En años sucesivos, el monarca continuó, no obstante, otorgando más mercedes de este tipo a las instituciones religiosas. Así procedió, por ejemplo, en 1739, cuando concedió un título de Castilla para beneficiar a las religiosas Carmelitas Descalzas de Santa Ana de Madrid, o en 1741, cuando confirió dos títulos de Castilla al convento de las Carmelitas Descalzas de la Baronesa de Madrid para que pudieran reparar los daños que habían sufrido por las lluvias. Una vez que las religiosas solicitaban estas mercedes y obtenían los pertinentes despachos en blanco, requerían la labor de agentes intermediarios, religiosos o no, a quienes encomendaban la venta de estos títulos en los lugares donde pudieran concentrarse los potenciales compradores, normalmente, Sevilla, Madrid o Indias. Escogido el adquiriente, se llevaba a cabo la escritura de compra-venta entre la superiora de la comunidad religiosa -representada comúnmente por el agente intermediario- y el “cliente”, y producida la transacción, la autoridad religiosa o el futuro titulado informaban de la venta del título para que se ratificara la concesión de la merced.

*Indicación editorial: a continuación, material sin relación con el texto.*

//! Resource accounting: tagged resource amounts, the reservation monitor and
//! per-job usage baselines

pub mod monitor;
pub mod tracker;

pub use monitor::{ResourceContext, ResourceMonitor, Ticket};
pub use tracker::{JobId, JobUsage, ResourceTracker};

use crate::device::DeviceSpec;
use serde::{Deserialize, Serialize};
use std::collections::BTreeMap;
use std::fmt;

/// Kind of resource being accounted
#[derive(Debug, Clone, Copy, PartialEq, Eq, Hash, PartialOrd, Ord, Serialize, Deserialize)]
pub enum ResourceType {
    /// Bytes of device memory
    Memory,
    /// Abstract compute slots
    Compute,
}

/// A resource type on a particular device
#[derive(Debug, Clone, Copy, PartialEq, Eq, Hash, PartialOrd, Ord, Serialize, Deserialize)]
pub struct ResourceTag {
    pub resource_type: ResourceType,
    pub device: DeviceSpec,
}

impl ResourceTag {
    pub const fn memory(device: DeviceSpec) -> Self {
        ResourceTag {
            resource_type: ResourceType::Memory,
            device,
        }
    }
}

impl fmt::Display for ResourceTag {
    fn fmt(&self, f: &mut fmt::Formatter<'_>) -> fmt::Result {
        write!(f, "{:?}@{}", self.resource_type, self.device)
    }
}

/// Ordered map from resource tag to amount.
///
/// Ordered so two estimates built from the same inputs compare and print
/// identically.
#[derive(Debug, Clone, Default, PartialEq, Eq)]
pub struct ResourceMap(BTreeMap<ResourceTag, u64>);

impl ResourceMap {
    pub fn new() -> Self {
        Self::default()
    }

    /// Single-entry map
    pub fn single(tag: ResourceTag, amount: u64) -> Self {
        let mut map = ResourceMap::new();
        map.add(tag, amount);
        map
    }

    pub fn get(&self, tag: &ResourceTag) -> u64 {
        self.0.get(tag).copied().unwrap_or(0)
    }

    pub fn set(&mut self, tag: ResourceTag, amount: u64) {
        self.0.insert(tag, amount);
    }

    pub fn add(&mut self, tag: ResourceTag, amount: u64) {
        let entry = self.0.entry(tag).or_insert(0);
        *entry = entry.saturating_add(amount);
    }

    /// Subtract, flooring at zero and dropping emptied entries
    pub fn remove(&mut self, tag: &ResourceTag, amount: u64) {
        if let Some(entry) = self.0.get_mut(tag) {
            *entry = entry.saturating_sub(amount);
            if *entry == 0 {
                self.0.remove(tag);
            }
        }
    }

    /// Add every entry of `other` into `self`
    pub fn merge(&mut self, other: &ResourceMap) {
        for (tag, amount) in other.iter() {
            self.add(*tag, amount);
        }
    }

    /// Subtract every entry of `other` from `self`
    pub fn subtract(&mut self, other: &ResourceMap) {
        for (tag, amount) in other.iter() {
            self.remove(tag, amount);
        }
    }

    /// Copy with every amount divided by `2^shift`
    pub fn halved(&self, shift: u32) -> ResourceMap {
        ResourceMap(
            self.0
                .iter()
                .map(|(tag, amount)| (*tag, amount.checked_shr(shift).unwrap_or(0)))
                .collect(),
        )
    }

    /// Entries for one device only
    pub fn for_device(&self, device: &DeviceSpec) -> ResourceMap {
        ResourceMap(
            self.0
                .iter()
                .filter(|(tag, _)| tag.device == *device)
                .map(|(tag, amount)| (*tag, *amount))
                .collect(),
        )
    }

    pub fn iter(&self) -> impl Iterator<Item = (&ResourceTag, u64)> {
        self.0.iter().map(|(tag, amount)| (tag, *amount))
    }

    pub fn total(&self) -> u64 {
        self.0.values().fold(0u64, |acc, v| acc.saturating_add(*v))
    }

    pub fn is_empty(&self) -> bool {
        self.0.values().all(|v| *v == 0)
    }

    pub fn len(&self) -> usize {
        self.0.len()
    }

    /// String-keyed view for JSON reports
    pub fn to_labeled(&self) -> BTreeMap<String, u64> {
        self.0
            .iter()
            .map(|(tag, amount)| (tag.to_string(), *amount))
            .collect()
    }
}

impl FromIterator<(ResourceTag, u64)> for ResourceMap {
    fn from_iter<I: IntoIterator<Item = (ResourceTag, u64)>>(iter: I) -> Self {
        let mut map = ResourceMap::new();
        for (tag, amount) in iter {
            map.add(tag, amount);
        }
        map
    }
}

impl fmt::Display for ResourceMap {
    fn fmt(&self, f: &mut fmt::Formatter<'_>) -> fmt::Result {
        f.write_str("{")?;
        for (i, (tag, amount)) in self.0.iter().enumerate() {
            if i > 0 {
                f.write_str(", ")?;
            }
            write!(f, "{}: {}", tag, amount)?;
        }
        f.write_str("}")
    }
}

#[cfg(test)]
mod tests {
    use super::*;

    fn gpu0() -> ResourceTag {
        ResourceTag::memory(DeviceSpec::gpu(0))
    }

    fn cpu0() -> ResourceTag {
        ResourceTag::memory(DeviceSpec::cpu(0))
    }

    #[test]
    fn test_merge_and_subtract() {
        let mut a = ResourceMap::single(gpu0(), 100);
        let b: ResourceMap = [(gpu0(), 50), (cpu0(), 10)].into_iter().collect();
        a.merge(&b);
        assert_eq!(a.get(&gpu0()), 150);
        assert_eq!(a.get(&cpu0()), 10);

        a.subtract(&b);
        assert_eq!(a.get(&gpu0()), 100);
        assert_eq!(a.len(), 1);
    }

    #[test]
    fn test_remove_floors_at_zero() {
        let mut a = ResourceMap::single(gpu0(), 5);
        a.remove(&gpu0(), 10);
        assert_eq!(a.get(&gpu0()), 0);
        assert!(a.is_empty());
    }

    #[test]
    fn test_halved() {
        let a: ResourceMap = [(gpu0(), 1000), (cpu0(), 7)].into_iter().collect();
        let h = a.halved(3);
        assert_eq!(h.get(&gpu0()), 125);
        assert_eq!(h.get(&cpu0()), 0);
        assert_eq!(a.halved(64).get(&gpu0()), 0);
    }

    #[test]
    fn test_for_device() {
        let a: ResourceMap = [(gpu0(), 1), (cpu0(), 2)].into_iter().collect();
        assert_eq!(a.for_device(&DeviceSpec::cpu(0)), ResourceMap::single(cpu0(), 2));
    }

    #[test]
    fn test_display_is_ordered() {
        let a: ResourceMap = [(gpu0(), 1), (cpu0(), 2)].into_iter().collect();
        assert_eq!(a.to_string(), "{Memory@CPU:0: 2, Memory@GPU:0: 1}");
    }
}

Vemos, pues, cómo, a pesar de que algunos títulos nobiliarios recayeron en mujeres, excepto en el caso de aquellas que estuvieron cercanas a la Corte y empleadas en palacio, el resto fueron beneficiarias de estos honores en virtud de los méritos y servicios de sus maridos o familiares, ya fueran padres, hermanos, u otros, lo que pone de manifiesto la inexistencia de espacios de servicio destinados a mujeres, las cuales estaban abocadas únicamente a ejercer como esposas o monjas. Desde su posición como casadas o religiosas, las mujeres pudieron participar además en la venta de títulos nobiliarios, bien porque los habían heredado de sus maridos ya fallecidos u otros familiares, como ocurrió con algunas nobles tituladas viudas, bien porque, en el caso de las eclesiásticas, habían solicitado estas mercedes en blanco para poder venderlas, y costear así los gastos de edificación o reparación de sus conventos, monasterios o iglesias.